Health Care Solutions or Folly

 

By Joseph Geck


One of the most important debates occurring now is health care. Both Republicans and Democrats have fielded proposals.
 

There are three intertwined problems of our health care system: spiraling inflation; large numbers of uninsured, underinsured and insured whose insurance companies refuse to deliver promised benefits; and a quality problem that continues unaddressed.

 

We have the most expensive health care in the world with a per capita cost that is almost twice that of Canada or England, and a third higher than France, which has the best health care statistics in the world. This cost in the private sector is born largely by companies, which because of the increasing costs of health care are at a competitive disadvantage in the global economy. The cost inflation is driven by a number of factors and includes the way HMO’s and insurance companies operate. Because Canada, England and France all have single payer systems, they do not suffer the overhead of insurance companies and HMO’s.

 

Also, most developed countries finance health care through value added taxes and so companies are not burdened by health care costs.

 

The large population with inadequate insurance drives many not to seek care in a timely manner.
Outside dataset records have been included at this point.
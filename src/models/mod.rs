pub mod appointment;
pub mod policy;
pub mod slot;

pub use appointment::{Appointment, AppointmentScope, NewAppointment};
pub use policy::{BusinessHoursPolicy, PolicyError};
pub use slot::{Slot, SlotView};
They wait, which adds cost to the system when they finally seek help. Sometimes they die. Our high infant mortality rate is blamed on a number of factors including the fact that uninsured mothers do not get adequate health care, even though critics claim the care is available.

 

Whatever the issues are, our health care statistics are worse than any other developed country, in spite of having the best technology and the best-trained doctors.

 

Studies by Harvard have shown that even the poorest British are healthier than the richest Americans and studies by the AMA have shown that Canadians are also healthier. This flies in the face of the insurance company propaganda that brands Canadian and British systems as flawed.

 

As for quality we are killing around one hundred thousand people a year with hospital mistakes and another hundred thousand with errors in prescription drugs. The average car on the Ford assembly line is safer than the average Ford worker when he enters the hospital. The quality revolution that hit our car industry has yet to make a serious dent in our health care system.

 

None of the proposals being discussed really address the full scope of our health care mess.

 

The Republican proposals are extremely narrow, focusing on moving some of the cost burden off our companies and putting it into the hands of consumers. But without changing the fundamental operation of HMO’s, insurance companies or addressing the fee for service and conflict of interest issues would there really be a free market?

 

If union and large company bargaining power has not put a cap on the spiraling cost, putting the consumer in charge is like sending unarmed soldiers into combat.

 

The Democratic proposals are interesting but can a state really decrease the total cost by going single payer unilaterally? We know that cost containment if not successful would sink our already excessive tax burdened state. I would feel much more comfortable if instead of relying on computer models the plan would actually copy the strategies of countries with successful health care systems like France.

 

Voters need to become informed, put aside preconceived prejudices (e.g. single payer is communist) and force the politicians to act responsibly. This problem is costing many more lives than terrorism and we are a disgrace among Western economies.

 

Joseph Geck is a semi-retired international consultant.